The line containing "let d = 2.0" and every line after it through the end of the records: return those exactly, and nothing more.

(Items listed in a dataset)

----

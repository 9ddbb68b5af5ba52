use super::curves::Line3d;
use super::point::{Point2d, Point3d};
use super::surfaces::Plane;

/// Intersection line of two planes. `None` when the planes are parallel
/// (coincident or disjoint) within `angular_tol`.
///
/// The line direction is `p1.normal × p2.normal`.
pub fn plane_plane(p1: &Plane, p2: &Plane, angular_tol: f64) -> Option<Line3d> {
    let dir = p1.normal.cross(&p2.normal);
    let len = dir.length();
    if len < angular_tol.max(1e-12) {
        return None;
    }
    let dir = dir / len;

    let d1 = p1.origin.to_vec3().dot(&p1.normal);
    let d2 = p2.origin.to_vec3().dot(&p2.normal);

    let n1n2 = p1.normal.dot(&p2.normal);
    let denom = 1.0 - n1n2 * n1n2;
    if denom.abs() < 1e-15 {
        return None;
    }

    let c1 = (d1 - d2 * n1n2) / denom;
    let c2 = (d2 - d1 * n1n2) / denom;
    let origin = Point3d::ORIGIN + p1.normal * c1 + p2.normal * c2;

    Some(Line3d {
        origin,
        direction: dir,
    })
}

/// Whether two closed 2D segments intersect. Endpoint contact counts.
pub fn segments_intersect_2d(a0: Point2d, a1: Point2d, b0: Point2d, b1: Point2d, tol: f64) -> bool {
    let da = a1 - a0;
    let db = b1 - b0;
    let denom = da.perp_dot(&db);
    let diff = b0 - a0;

    if denom.abs() < 1e-15 {
        // Parallel: only collinear overlap counts.
        if diff.perp_dot(&da).abs() > tol * da.length().max(1.0) {
            return false;
        }
        let len_sq = da.dot(&da);
        if len_sq < 1e-30 {
            return a0.distance_to(&b0) < tol;
        }
        let t0 = diff.dot(&da) / len_sq;
        let t1 = (b1 - a0).dot(&da) / len_sq;
        let (lo, hi) = if t0 <= t1 { (t0, t1) } else { (t1, t0) };
        return hi >= -tol && lo <= 1.0 + tol;
    }

    let t = diff.perp_dot(&db) / denom;
    let u = diff.perp_dot(&da) / denom;
    let eps_a = tol / da.length().max(1e-12);
    let eps_b = tol / db.length().max(1e-12);
    (-eps_a..=1.0 + eps_a).contains(&t) && (-eps_b..=1.0 + eps_b).contains(&u)
}

/// Circle through three points as (center, radius). `None` when collinear.
pub fn circle_through_points(a: Point2d, b: Point2d, c: Point2d) -> Option<(Point2d, f64)> {
    let d = 2.0 * (a.x * (b.y - c.y) + b.x * (c.y - a.y) + c.x * (a.y - b.y));
    let scale = [a, b, c]
        .iter()
        .map(|p| p.x.abs().max(p.y.abs()))
        .fold(1.0f64, f64::max);
    if d.abs() < 1e-12 * scale * scale {
        return None;
    }
    let a2 = a.x * a.x + a.y * a.y;
    let b2 = b.x * b.x + b.y * b.y;
    let c2 = c.x * c.x + c.y * c.y;
    let ux = (a2 * (b.y - c.y) + b2 * (c.y - a.y) + c2 * (a.y - b.y)) / d;
    let uy = (a2 * (c.x - b.x) + b2 * (a.x - c.x) + c2 * (b.x - a.x)) / d;
    let center = Point2d::new(ux, uy);
    Some((center, center.distance_to(&a)))
}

----

**Reply**
    let d = 2.0 * (a.x * (b.y - c.y) + b.x * (c.y - a.y) + c.x * (a.y - b.y));
    let scale = [a, b, c]
        .iter()
        .map(|p| p.x.abs().max(p.y.abs()))
        .fold(1.0f64, f64::max);
    if d.abs() < 1e-12 * scale * scale {
        return None;
    }
    let a2 = a.x * a.x + a.y * a.y;
    let b2 = b.x * b.x + b.y * b.y;
    let c2 = c.x * c.x + c.y * c.y;
    let ux = (a2 * (b.y - c.y) + b2 * (c.y - a.y) + c2 * (a.y - b.y)) / d;
    let uy = (a2 * (c.x - b.x) + b2 * (a.x - c.x) + c2 * (b.x - a.x)) / d;
    let center = Point2d::new(ux, uy);
    Some((center, center.distance_to(&a)))
}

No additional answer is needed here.